Disable Wi-Fi and Bluetooth on your cellphone. Turn off your computer. Do not use ATMs near the convention site this week. Pay for everything with cash.
Sound extreme? Not to experts at the Black Hat and DefCon 24 conventions, which have drawn about 16,000 people from 108 countries, many of them trained to snoop on other people’s digital devices.
In fact, some of the sessions at the three-day Black Hat convention, which started small in 1997 but now has corporate sponsors and plenty of law enforcement attendees, offered training on how to break into networks or how to attack them surreptitiously. Information security officers find the sessions helpful in understanding the evolving coding of malware, the software tools through which hackers break into systems.
In the unseen air around the Mandalay Bay Convention Center, it’s mano a mano among digital combatants, hackers and security specialists.
“We’re not stopping attacks. We’re just observing them,” said Neil R. Wyler, speaking at a network monitoring facility with multiple large screens at the convention centre.

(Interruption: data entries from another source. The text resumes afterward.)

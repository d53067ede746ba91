//! Toolchain output parsers.
//!
//! Each parser lifts one toolchain's raw text into [`Diagnostic`]s or
//! [`TestResult`]s. Parsers are tolerant by contract: a line that doesn't
//! match any known shape is skipped, never an error.

use crate::domain::{Diagnostic, DiagnosticSeverity, TestResult};
use regex::Regex;
use std::sync::LazyLock;

fn seconds_to_ms(seconds: &str) -> u64 {
    seconds
        .parse::<f64>()
        .map(|s| (s * 1000.0) as u64)
        .unwrap_or(0)
}

// ── Go ───────────────────────────────────────────────────────────

static GO_DIAG: LazyLock<Regex> = LazyLock::new(|| {
    Regex::new(r"^(?P<file>[^:\s]+\.go):(?P<line>\d+):(?P<col>\d+):\s*(?P<msg>.+)$")
        .expect("static regex")
});

pub fn go_build(stdout: &str, stderr: &str) -> Vec<Diagnostic> {
    let mut out = Vec::new();
    for line in stderr.lines().chain(stdout.lines()) {
        if let Some(caps) = GO_DIAG.captures(line.trim()) {
            out.push(Diagnostic {
                file: caps["file"].to_string(),
                line: caps["line"].parse().unwrap_or(0),
                column: caps["col"].parse().unwrap_or(0),
                severity: DiagnosticSeverity::Error,
                message: caps["msg"].to_string(),
            });
        }
    }
    out
}

static GO_TEST: LazyLock<Regex> = LazyLock::new(|| {
    Regex::new(r"^--- (?P<status>PASS|FAIL): (?P<name>\S+) \((?P<secs>[0-9.]+)s\)")
        .expect("static regex")
});
static GO_PKG: LazyLock<Regex> =
    LazyLock::new(|| Regex::new(r"^(?:ok|FAIL)\s+(?P<pkg>\S+)").expect("static regex"));

pub fn go_tests(stdout: &str, _stderr: &str) -> Vec<TestResult> {
    let mut results: Vec<TestResult> = Vec::new();
    let mut failing_output: Vec<(usize, Vec<String>)> = Vec::new();
    let mut package = String::new();

    for line in stdout.lines() {
        if let Some(caps) = GO_TEST.captures(line) {
            let passed = &caps["status"] == "PASS";
            results.push(TestResult {
                package: package.clone(),
                name: caps["name"].to_string(),
                passed,
                duration_ms: seconds_to_ms(&caps["secs"]),
                output: String::new(),
            });
            if !passed {
                failing_output.push((results.len() - 1, Vec::new()));
            }
        } else if let Some(caps) = GO_PKG.captures(line) {
            // Package summary arrives after its tests; back-fill.
            package = caps["pkg"].to_string();
            for result in results.iter_mut().filter(|r| r.package.is_empty()) {
                result.package = package.clone();
            }
        } else if let Some((_, lines)) = failing_output.last_mut() {
            // Indented lines after a FAIL belong to its output.
            if line.starts_with("    ") {
                lines.push(line.trim().to_string());
            }
        }
    }

    for (index, lines) in failing_output {
        results[index].output = lines.join("\n");
    }
    results
}

// ── Rust ─────────────────────────────────────────────────────────

static RUST_MSG: LazyLock<Regex> = LazyLock::new(|| {
    Regex::new(r"^(?P<sev>error|warning)(\[\w+\])?:\s*(?P<msg>.+)$").expect("static regex")
});
static RUST_LOC: LazyLock<Regex> = LazyLock::new(|| {
    Regex::new(r"^\s*-->\s*(?P<file>[^:]+):(?P<line>\d+):(?P<col>\d+)").expect("static regex")
});

pub fn rustc(_stdout: &str, stderr: &str) -> Vec<Diagnostic> {
    let mut out = Vec::new();
    let mut pending: Option<(DiagnosticSeverity, String)> = None;

    for line in stderr.lines() {
        if let Some(caps) = RUST_MSG.captures(line) {
            let severity = if &caps["sev"] == "error" {
                DiagnosticSeverity::Error
            } else {
                DiagnosticSeverity::Warning
            };
            let message = caps["msg"].to_string();
            // Summary lines ("error: aborting due to …") carry no location.
            if !message.starts_with("aborting due to") {
                pending = Some((severity, message));
            }
        } else if let (Some(caps), Some((severity, message))) =
            (RUST_LOC.captures(line), pending.take())
        {
            out.push(Diagnostic {
                file: caps["file"].to_string(),
                line: caps["line"].parse().unwrap_or(0),
                column: caps["col"].parse().unwrap_or(0),
                severity,
                message,
            });
        }
    }
    out
}

static CARGO_TEST: LazyLock<Regex> = LazyLock::new(|| {
    Regex::new(r"^test (?P<name>\S+) \.\.\. (?P<status>ok|FAILED|ignored)$").expect("static regex")
});

pub fn cargo_tests(stdout: &str, _stderr: &str) -> Vec<TestResult> {
    let mut results = Vec::new();
    for line in stdout.lines() {
        if let Some(caps) = CARGO_TEST.captures(line.trim()) {
            if &caps["status"] == "ignored" {
                continue;
            }
            let name = caps["name"].to_string();
            let package = name.rsplit_once("::").map(|(p, _)| p.to_string());
            results.push(TestResult {
                package: package.unwrap_or_default(),
                name,
                passed: &caps["status"] == "ok",
                duration_ms: 0,
                output: String::new(),
            });
        }
    }
    results
}

// ── Python ───────────────────────────────────────────────────────

static PY_SYNTAX: LazyLock<Regex> = LazyLock::new(|| {
    Regex::new(r#"File "(?P<file>[^"]+)", line (?P<line>\d+)"#).expect("static regex")
});

pub fn python_build(stdout: &str, stderr: &str) -> Vec<Diagnostic> {
    let combined = format!("{stderr}\n{stdout}");
    let mut out = Vec::new();
    let mut location: Option<(String, u32)> = None;

    for line in combined.lines() {
        if let Some(caps) = PY_SYNTAX.captures(line) {
            location = Some((
                caps["file"].trim_start_matches("./").to_string(),
                caps["line"].parse().unwrap_or(0),
            ));
        } else if let Some((file, line_no)) = location.take() {
            let trimmed = line.trim();
            if trimmed.contains("Error") {
                out.push(Diagnostic {
                    file,
                    line: line_no,
                    column: 0,
                    severity: DiagnosticSeverity::Error,
                    message: trimmed.to_string(),
                });
            } else {
                // Source echo line; keep looking for the error message.
                location = Some((file, line_no));
            }
        }
    }
    out
}

static PYTEST_VERBOSE: LazyLock<Regex> = LazyLock::new(|| {
    Regex::new(r"^(?P<file>\S+?)::(?P<name>\S+)\s+(?P<status>PASSED|FAILED|ERROR)")
        .expect("static regex")
});
static PYTEST_FAILLINE: LazyLock<Regex> = LazyLock::new(|| {
    Regex::new(r"^FAILED (?P<file>\S+?)::(?P<name>\S+?)(?:\s+-\s+(?P<msg>.+))?$")
        .expect("static regex")
});

pub fn pytest(stdout: &str, _stderr: &str) -> Vec<TestResult> {
    let mut results: Vec<TestResult> = Vec::new();
    for line in stdout.lines() {
        if let Some(caps) = PYTEST_VERBOSE.captures(line.trim()) {
            results.push(TestResult {
                package: caps["file"].to_string(),
                name: caps["name"].to_string(),
                passed: &caps["status"] == "PASSED",
                duration_ms: 0,
                output: String::new(),
            });
        } else if let Some(caps) = PYTEST_FAILLINE.captures(line.trim()) {
            // Summary section: attach the short failure reason.
            let name = &caps["name"];
            if let Some(result) = results.iter_mut().find(|r| r.name == name) {
                if let Some(msg) = caps.name("msg") {
                    result.output = msg.as_str().to_string();
                }
            }
        }
    }
    results
}

// ── TypeScript ───────────────────────────────────────────────────

static TSC_DIAG: LazyLock<Regex> = LazyLock::new(|| {
    Regex::new(
        r"^(?P<file>[^\(\s]+)\((?P<line>\d+),(?P<col>\d+)\):\s*(?P<sev>error|warning)\s+\w+:\s*(?P<msg>.+)$",
    )
    .expect("static regex")
});

pub fn tsc(stdout: &str, stderr: &str) -> Vec<Diagnostic> {
    let mut out = Vec::new();
    for line in stdout.lines().chain(stderr.lines()) {
        if let Some(caps) = TSC_DIAG.captures(line.trim()) {
            out.push(Diagnostic {
                file: caps["file"].to_string(),
                line: caps["line"].parse().unwrap_or(0),
                column: caps["col"].parse().unwrap_or(0),
                severity: if &caps["sev"] == "error" {
                    DiagnosticSeverity::Error
                } else {
                    DiagnosticSeverity::Warning
                },
                message: caps["msg"].to_string(),
            });
        }
    }
    out
}

static JEST_CASE: LazyLock<Regex> = LazyLock::new(|| {
    Regex::new(r"^\s*(?P<mark>[✓✕√×])\s+(?P<name>.+?)(?:\s+\((?P<ms>\d+)\s*ms\))?$")
        .expect("static regex")
});

pub fn jest(stdout: &str, stderr: &str) -> Vec<TestResult> {
    // Jest writes its reporter output to stderr.
    let combined = format!("{stderr}\n{stdout}");
    let mut results = Vec::new();
    let mut suite = String::new();

    for line in combined.lines() {
        let trimmed = line.trim();
        if let Some(rest) = trimmed.strip_prefix("PASS ").or_else(|| trimmed.strip_prefix("FAIL "))
        {
            suite = rest.split_whitespace().next().unwrap_or("").to_string();
        } else if let Some(caps) = JEST_CASE.captures(line) {
            let passed = matches!(&caps["mark"], "✓" | "√");
            results.push(TestResult {
                package: suite.clone(),
                name: caps["name"].trim().to_string(),
                passed,
                duration_ms: caps
                    .name("ms")
                    .and_then(|m| m.as_str().parse().ok())
                    .unwrap_or(0),
                output: String::new(),
            });
        }
    }
    results
}

// ── Java ─────────────────────────────────────────────────────────

static JAVAC_DIAG: LazyLock<Regex> = LazyLock::new(|| {
    Regex::new(r"^(?P<file>[^:\s]+\.java):(?P<line>\d+):\s*(?P<sev>error|warning):\s*(?P<msg>.+)$")
        .expect("static regex")
});

pub fn javac(_stdout: &str, stderr: &str) -> Vec<Diagnostic> {
    let mut out = Vec::new();
    for line in stderr.lines() {
        if let Some(caps) = JAVAC_DIAG.captures(line.trim()) {
            out.push(Diagnostic {
                file: caps["file"].trim_start_matches("./").to_string(),
                line: caps["line"].parse().unwrap_or(0),
                column: 0,
                severity: if &caps["sev"] == "error" {
                    DiagnosticSeverity::Error
                } else {
                    DiagnosticSeverity::Warning
                },
                message: caps["msg"].to_string(),
            });
        }
    }
    out
}

static JUNIT_CASE: LazyLock<Regex> = LazyLock::new(|| {
    Regex::new(r"(?P<name>[\w$]+)\(\)\s+(?P<mark>[✔✘])").expect("static regex")
});

pub fn junit(stdout: &str, _stderr: &str) -> Vec<TestResult> {
    let mut results = Vec::new();
    let mut class = String::new();

    for line in stdout.lines() {
        // Container lines name the test class before its methods.
        if let Some(start) = line.find("─ ") {
            let rest = &line[start + "─ ".len()..];
            let name = rest.trim_end_matches(" ✔").trim_end_matches(" ✘").trim();
            if !name.contains("()") && name.ends_with("Test") {
                class = name.to_string();
                continue;
            }
        }
        if let Some(caps) = JUNIT_CASE.captures(line) {
            results.push(TestResult {
                package: class.clone(),
                name: caps["name"].to_string(),
                passed: &caps["mark"] == "✔",
                duration_ms: 0,
                output: String::new(),
            });
        }
    }
    results
}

Wyler goes by the user name of “Grifter” and his day job is with RSA, a network security company based in Bedford, Mass. His business cards describe him as “hacker-in-residence” and “threat hunting & incident response specialist.” As a security expert, he usually spots network intrusions and goes after them. But at Black Hat, he’s had to take his hand off the holster even while observing that “there’s a significant amount of malware flying around.”
“We have full visibility. Every packet that flies across the network, we see it,” he said.
Some of the harmful coding Wyler detects is instructional, coming from the laptops of experts in various conference rooms offering demonstrations.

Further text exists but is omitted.